1 动态面板模型概述
所谓动态面板,其实就是在解释变量中加入被解释变量的滞后项!
对于短面板数据的动态面板模型可以采用GMM方法进行估计,但是长面板数据的动态面板理论还不太完善。因而,目前EViews中仅支持短面板数据的动态面板模型GMM估计!
2 动态面板模型的应用
在短面板模型的例子中,我们研究了劳动者受教育年限、对外贸易和外商直接投资对经济增长的影响。现实中,经济增长往往具有惯性,即经济开始增长了,就会持续下去;如果开始衰退,就很难扭转颓势。
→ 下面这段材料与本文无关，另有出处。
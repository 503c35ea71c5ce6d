//! Contextual assertions
//!
//! An [`Assertion`] can veto a grant that static permission membership would
//! allow. The request context is passed as an argument on every call, so one
//! assertion instance may be shared by concurrent checks.

use crate::graph::RoleGraph;
use crate::role::Role;
use crate::types::AccessContext;
use serde_json::Value;
use thiserror::Error;

/// Failure raised while evaluating an assertion
#[derive(Debug, Clone, Error, PartialEq, Eq)]
#[error("Assertion failed: {message}")]
pub struct AssertionError {
    message: String,
}

impl AssertionError {
    /// Create an error with a human-readable reason
    pub fn new(message: impl Into<String>) -> Self {
        Self {
            message: message.into(),
        }
    }

    /// Reason the assertion could not be evaluated
    pub fn message(&self) -> &str {
        &self.message
    }
}

/// Contextual predicate consulted after the permission check succeeded
///
/// Returning `Ok(false)` denies access. Returning an error aborts the check and
/// is reported to the caller as an authorization failure.
pub trait Assertion: Send + Sync {
    /// Decide whether `role` may access `resource` given `context`
    fn assert(
        &self,
        graph: &RoleGraph,
        role: &Role,
        resource: &str,
        context: Option<&AccessContext>,
    ) -> Result<bool, AssertionError>;
}

impl<F> Assertion for F
where
    F: Fn(&Role, &str, Option<&AccessContext>) -> bool + Send + Sync,
{
    fn assert(
        &self,
        _graph: &RoleGraph,
        role: &Role,
        resource: &str,
        context: Option<&AccessContext>,
    ) -> Result<bool, AssertionError> {
        Ok(self(role, resource, context))
    }
}

/// Grants only when a context attribute equals an expected value
///
/// A missing context or attribute denies.
#[derive(Debug, Clone, PartialEq)]
pub struct AttributeEquals {
    key: String,
    expected: Value,
}

impl AttributeEquals {
    /// Require attribute `key` to equal `expected`
    pub fn new(key: impl Into<String>, expected: impl Into<Value>) -> Self {
        Self {
            key: key.into(),
            expected: expected.into(),
        }
    }
}

impl Assertion for AttributeEquals {
    fn assert(
        &self,
        _graph: &RoleGraph,
        _role: &Role,
        _resource: &str,
        context: Option<&AccessContext>,
    ) -> Result<bool, AssertionError> {
        Ok(context
            .and_then(|ctx| ctx.get(&self.key))
            .is_some_and(|value| *value == self.expected))
    }
}

#[cfg(test)]
mod tests {
    use super::*;
    use crate::graph::RoleGraphBuilder;

    fn graph_with(role: &str) -> RoleGraph {
        let mut builder = RoleGraphBuilder::new();
        builder.add_role(role, Vec::<String>::new()).unwrap();
        builder.build().unwrap()
    }

    #[test]
    fn test_closure_assertion() {
        let graph = graph_with("editor");
        let role = graph.get_role("editor").unwrap();

        let only_posts = |_: &Role, resource: &str, _: Option<&AccessContext>| {
            resource.starts_with("admin.posts")
        };

        assert_eq!(only_posts.assert(&graph, role, "admin.posts", None), Ok(true));
        assert_eq!(only_posts.assert(&graph, role, "admin.settings", None), Ok(false));
    }

    #[test]
    fn test_attribute_equals() {
        let graph = graph_with("editor");
        let role = graph.get_role("editor").unwrap();
        let assertion = AttributeEquals::new("owner", "alice");

        let alice = AccessContext::new().with_attribute("owner", "alice");
        let bob = AccessContext::new().with_attribute("owner", "bob");

        assert_eq!(assertion.assert(&graph, role, "doc", Some(&alice)), Ok(true));
        assert_eq!(assertion.assert(&graph, role, "doc", Some(&bob)), Ok(false));
        assert_eq!(assertion.assert(&graph, role, "doc", Some(&AccessContext::new())), Ok(false));
        assert_eq!(assertion.assert(&graph, role, "doc", None), Ok(false));
    }

    #[test]
    fn test_assertion_error_message() {
        let err = AssertionError::new("context store unavailable");
        assert_eq!(err.message(), "context store unavailable");
        assert_eq!(err.to_string(), "Assertion failed: context store unavailable");
    }
}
所以我们这里再解释变量中加入经济增长的滞后项,构建动态面板模型!
2.1 新建工作文件
在EViews主窗口中选中file/new/workfile;
在Workfile Create窗口的Workfile structrue type中选择Balanced Panel; Frequency 选择Annual;Start date输入2011
,End date 输入2018
;Number of cross Sections中输入30
。
2.2 导入数据
在EViews主窗口中选中File/import/import from file...;
选择Excel文件所在路径,进入数据导入设置向导窗口。
在Excel Read Step1..窗口中,可以通过Custom range来设置数据导入范围,由于本例默认的数据范围全部需要,所以不用调整;
Excel Read窗口列出了数据预览,其中数据必须包含地区变量(本例为 :prov)和时间变量(本例为:year),这样EViews才能将数据导入正确的位置。
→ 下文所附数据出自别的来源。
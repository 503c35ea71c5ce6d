//! Role hierarchy with permission inheritance
//!
//! Roles are registered on a [`RoleGraphBuilder`]. [`RoleGraphBuilder::build`]
//! rejects inheritance cycles and returns an immutable [`RoleGraph`] that only
//! answers queries, so a built graph can be shared freely across threads.
//!
//! A role inherits every permission attached to any role reachable through
//! its parent links. Lookups walk the parents breadth-first and visit each
//! role once, so diamond-shaped hierarchies are resolved without re-visits.

use crate::role::{is_valid_role_name, Role};
use std::collections::{BTreeMap, BTreeSet, HashMap, HashSet, VecDeque};
use thiserror::Error;
use tracing::{debug, info};

/// Graph-related errors
#[derive(Debug, Error, Clone, PartialEq, Eq)]
pub enum GraphError {
    /// Role name is empty or not a valid identifier
    #[error("Invalid role name: {0:?}")]
    InvalidRoleName(String),

    /// Role is not registered
    #[error("No role with name \"{0}\" could be found")]
    UnknownRole(String),

    /// Parent role is not registered and missing roles are not created
    #[error("Role \"{role}\" references unknown parent role \"{parent}\"")]
    UnknownParent {
        /// Role being registered
        role: String,
        /// Parent that could not be found
        parent: String,
    },

    /// Permission identifier is empty
    #[error("Invalid permission for role \"{0}\": permission cannot be empty")]
    InvalidPermission(String),

    /// Parent links form a cycle
    #[error("Circular inheritance detected: {0}")]
    CircularInheritance(String),
}

/// Mutable registry used to assemble a [`RoleGraph`]
///
/// # Example
///
/// ```
/// use cretoai_rbac::graph::RoleGraphBuilder;
///
/// let mut builder = RoleGraphBuilder::new();
/// builder.add_role("administrator", Vec::<String>::new())?;
/// builder.add_role("editor", ["administrator"])?;
/// builder.add_permission("administrator", "admin.settings")?;
///
/// let graph = builder.build()?;
/// assert!(graph.has_permission("editor", "admin.settings")?);
/// # Ok::<(), cretoai_rbac::graph::GraphError>(())
/// ```
#[derive(Debug, Clone, Default)]
pub struct RoleGraphBuilder {
    roles: BTreeMap<String, Role>,

    /// Materialize unknown parents as empty roles instead of failing
    create_missing_roles: bool,
}

impl RoleGraphBuilder {
    /// Create an empty builder; unknown parents are rejected
    pub fn new() -> Self {
        Self::default()
    }

    /// Builder-style toggle for creating unknown parent roles on demand
    pub fn with_create_missing_roles(mut self, enabled: bool) -> Self {
        self.create_missing_roles = enabled;
        self
    }

    /// Toggle creating unknown parent roles on demand
    pub fn set_create_missing_roles(&mut self, enabled: bool) {
        self.create_missing_roles = enabled;
    }

    /// Whether unknown parents are created as empty roles
    pub fn creates_missing_roles(&self) -> bool {
        self.create_missing_roles
    }

    /// Register a role with its parents
    ///
    /// Re-adding an existing role replaces its parent set and keeps the
    /// permissions already attached to it.
    ///
    /// # Errors
    ///
    /// Returns an error if:
    /// - `name` or a parent name is not a valid role name
    /// - the role lists itself as a parent
    /// - a parent is unknown and missing roles are not created
    ///
    /// The builder is left unchanged on error.
    pub fn add_role<I, S>(&mut self, name: impl Into<String>, parents: I) -> Result<(), GraphError>
    where
        I: IntoIterator<Item = S>,
        S: Into<String>,
    {
        let name = name.into();
        if !is_valid_role_name(&name) {
            return Err(GraphError::InvalidRoleName(name));
        }

        let mut parent_names: Vec<String> = Vec::new();
        for parent in parents {
            let parent = parent.into();
            if !is_valid_role_name(&parent) {
                return Err(GraphError::InvalidRoleName(parent));
            }
            if parent == name {
                return Err(GraphError::CircularInheritance(format!("{name} -> {name}")));
            }
            if !self.create_missing_roles && !self.roles.contains_key(&parent) {
                return Err(GraphError::UnknownParent { role: name, parent });
            }
            if !parent_names.contains(&parent) {
                parent_names.push(parent);
            }
        }

        for parent in &parent_names {
            if !self.roles.contains_key(parent) {
                debug!(role = %name, parent = %parent, "Creating missing parent role");
                self.roles.insert(parent.clone(), Role::new(parent.clone()));
            }
        }

        self.roles
            .entry(name)
            .or_insert_with_key(|key| Role::new(key.clone()))
            .set_parents(parent_names);

        Ok(())
    }

    /// Attach a permission to a registered role
    ///
    /// # Errors
    ///
    /// `UnknownRole` if the role has not been registered, `InvalidPermission`
    /// for an empty permission. The builder is left unchanged on error.
    pub fn add_permission(
        &mut self,
        role: &str,
        permission: impl Into<String>,
    ) -> Result<(), GraphError> {
        let permission = permission.into();
        let target = self
            .roles
            .get_mut(role)
            .ok_or_else(|| GraphError::UnknownRole(role.to_string()))?;

        if permission.is_empty() {
            return Err(GraphError::InvalidPermission(role.to_string()));
        }

        target.add_permission(permission);
        Ok(())
    }

    /// Look up a registered role
    pub fn get_role(&self, name: &str) -> Result<&Role, GraphError> {
        self.roles
            .get(name)
            .ok_or_else(|| GraphError::UnknownRole(name.to_string()))
    }

    /// Whether a role with this name is registered
    pub fn contains_role(&self, name: &str) -> bool {
        self.roles.contains_key(name)
    }

    /// Number of registered roles
    pub fn len(&self) -> usize {
        self.roles.len()
    }

    /// Whether no role is registered
    pub fn is_empty(&self) -> bool {
        self.roles.is_empty()
    }

    /// Validate the hierarchy and freeze it
    ///
    /// # Errors
    ///
    /// Returns `CircularInheritance` with the offending path if parent links
    /// form a cycle.
    pub fn build(self) -> Result<RoleGraph, GraphError> {
        detect_cycles(&self.roles)?;

        info!(
            roles = self.roles.len(),
            permissions = self.roles.values().map(|r| r.permissions().count()).sum::<usize>(),
            "Role graph built"
        );

        Ok(RoleGraph { roles: self.roles })
    }
}

/// Immutable role hierarchy
///
/// Only constructed through [`RoleGraphBuilder::build`], which guarantees that
/// every parent is registered and the parent links are acyclic.
#[derive(Debug, Clone, Default)]
pub struct RoleGraph {
    roles: BTreeMap<String, Role>,
}

impl RoleGraph {
    /// Look up a role
    pub fn get_role(&self, name: &str) -> Result<&Role, GraphError> {
        self.roles
            .get(name)
            .ok_or_else(|| GraphError::UnknownRole(name.to_string()))
    }

    /// Whether a role with this name is registered
    pub fn contains_role(&self, name: &str) -> bool {
        self.roles.contains_key(name)
    }

    /// All roles, ordered by name
    pub fn roles(&self) -> impl Iterator<Item = &Role> {
        self.roles.values()
    }

    /// Number of roles
    pub fn len(&self) -> usize {
        self.roles.len()
    }

    /// Whether the graph holds no roles
    pub fn is_empty(&self) -> bool {
        self.roles.is_empty()
    }

    /// Check whether `role` holds `permission` directly or through any ancestor
    ///
    /// Stops at the first role carrying the permission.
    pub fn has_permission(&self, role: &str, permission: &str) -> Result<bool, GraphError> {
        let found = self
            .lineage(role)?
            .any(|r| r.has_direct_permission(permission));
        Ok(found)
    }

    /// Names of every role `role` inherits from, nearest first
    pub fn ancestors(&self, role: &str) -> Result<Vec<&str>, GraphError> {
        Ok(self.lineage(role)?.skip(1).map(Role::name).collect())
    }

    /// Whether `ancestor` is reachable from `role` through parent links
    pub fn inherits_from(&self, role: &str, ancestor: &str) -> Result<bool, GraphError> {
        self.get_role(ancestor)?;
        Ok(self.lineage(role)?.skip(1).any(|r| r.name() == ancestor))
    }

    /// Direct and inherited permissions of `role`
    pub fn effective_permissions(&self, role: &str) -> Result<BTreeSet<&str>, GraphError> {
        Ok(self.lineage(role)?.flat_map(Role::permissions).collect())
    }

    /// Breadth-first walk from `role` over its ancestors, starting with `role`
    fn lineage(&self, role: &str) -> Result<Lineage<'_>, GraphError> {
        let start = self.get_role(role)?;
        Ok(Lineage {
            graph: self,
            queue: VecDeque::from([start]),
            visited: HashSet::from([start.name()]),
        })
    }
}

/// Breadth-first iterator over a role and its ancestors, each yielded once
struct Lineage<'a> {
    graph: &'a RoleGraph,
    queue: VecDeque<&'a Role>,
    visited: HashSet<&'a str>,
}

impl<'a> Iterator for Lineage<'a> {
    type Item = &'a Role;

    fn next(&mut self) -> Option<Self::Item> {
        let current = self.queue.pop_front()?;

        for parent in current.parents() {
            if self.visited.insert(parent.as_str()) {
                if let Some(role) = self.graph.roles.get(parent) {
                    self.queue.push_back(role);
                }
            }
        }

        Some(current)
    }
}

/// DFS state for cycle detection
enum VisitState {
    /// On the current DFS path
    Visiting,
    /// Fully explored
    Done,
}

/// Fail with the first cycle found in the parent links
///
/// Depth-first with an explicit stack, so arbitrarily deep hierarchies do not
/// grow the thread stack.
fn detect_cycles<'a>(roles: &'a BTreeMap<String, Role>) -> Result<(), GraphError> {
    let mut state: HashMap<&'a str, VisitState> = HashMap::with_capacity(roles.len());
    // (role, index of the next parent to explore); doubles as the current path
    let mut stack: Vec<(&'a Role, usize)> = Vec::new();

    for root in roles.values() {
        if state.contains_key(root.name()) {
            continue;
        }
        state.insert(root.name(), VisitState::Visiting);
        stack.push((root, 0));

        while let Some(frame) = stack.last_mut() {
            let role = frame.0;
            let index = frame.1;
            frame.1 += 1;

            let Some(parent) = role.parents().get(index) else {
                state.insert(role.name(), VisitState::Done);
                stack.pop();
                continue;
            };

            match state.get(parent.as_str()) {
                Some(VisitState::Visiting) => {
                    let start = stack
                        .iter()
                        .position(|(r, _)| r.name() == parent.as_str())
                        .unwrap_or(0);
                    let cycle: Vec<&str> = stack[start..]
                        .iter()
                        .map(|(r, _)| r.name())
                        .chain(std::iter::once(parent.as_str()))
                        .collect();
                    return Err(GraphError::CircularInheritance(cycle.join(" -> ")));
                }
                Some(VisitState::Done) => {}
                None => {
                    if let Some(parent_role) = roles.get(parent) {
                        state.insert(parent_role.name(), VisitState::Visiting);
                        stack.push((parent_role, 0));
                    }
                }
            }
        }
    }

    Ok(())
}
在Excel Read Step2..窗口中,需要依次点击数据预览窗口中的各列,然后再Name中输入对应的英文名称(EViews不支持中文名)。本列原始数据就是英文名称,所以不用修改!
在Excel Read Step3..窗口中,Import method选择Create new workfile;Basic Structure选择Dated Panel;Cross section ID series中输入prov
;Date series中输入year
。点击OK完成数据导入!
2.3 估计动态面板
在EViews主窗口中,依次选择Quick/Estiamte Equation...
在Equation Estimation窗口的Method中选择GMM/DPD - ....,切换到GMM估计方法
在Equation Estimation窗口中,点击Dynamic Panel Wizard...,进入GMM方法设置向导。
出现欢迎界面,直接点击下一页
在向导窗口的step1窗口,设置被解释变量pgdp
,以及指定被解释变量的滞后项:1
。
具体模型解释变量中加入被解释变量几阶滞后项根据实际情况确定,也可以多估计几个结果进行对比,再确定!
在向导窗口的step2窗口,选择是否加入时间固定效应(本例不加入时间固定效应);输入模型的其他解释变量:eduyear pfdi open
。
在向导窗口的step3窗口,选择消除固定效应的方法,这里选择第一项:差分方法,当然也可以选择第二项,两种方法结果差异不大。
在向导窗口的step4窗口,输入GMM模型中的工具变量:@DYN(PGDP,-2)
,表示被解释变量PGDP的所有滞后变量(滞后2期、3期,...)都作为工具变量;
如果希望指定被解释变量PGDP的滞后2期、3期、4期作为工具变量,则应输入:@DYN(PGDP,-2,-4);
一般在GMM中,如果没有特殊情况,最好把被解释变量所有滞后变量都作为工具变量。
在向导窗口的step5窗口,输入其他控制变量,GMM模型中工具变量不太好找,所以可以留空。
在向导窗口的step6窗口,指定GMM迭代次数,这里选择:2-step(update weights once);GMM weighting matrix选择White period。
如果估计结果不理想,也可以试试其他选项!
设置完成后,点击完成。
Equation Estimation窗口已经自动填好参数,点击确定,开始GMM估计!
在估计结果窗口中,PGDP(-1)变量的系数为1.007432,对应P值小于0.1,因而PGDP(-1)变量显著。表明经济增长存在惯性,即本期经济增长提高1单位,可以促进下期提高1.007432单位!
其他控制变量EDUYEAR、PFDI、OPEN也显著,但我们发现EDUYEAR变量的符号变为负数,这可能又是多重共线性造成的。由于本例我们关心的是PGDP(-1)变量的系数,所以不用关心EDUYEAR变量,当然,也可以将EDUYEAR变量去除,重新进行GMM估计。
在计量模型的解释变量中,可以分为主要解释变量和控制变量。只要控制变量不对主要解释变量的估计造成影响,那么可以不用太关系控制变量的系数和显著性!
最后,我们还需要对GMM中的工具变量适合性进行检验,即J统计量,其原假设是检验的工具变量中至少一个是有效的(与扰动项不相关),如果解释原假设,就说明GMM估计是有效的。
本例中J统计量的值为23.63920,对应的P值为0.129575,因而接受原假设,GMM估计是有效的!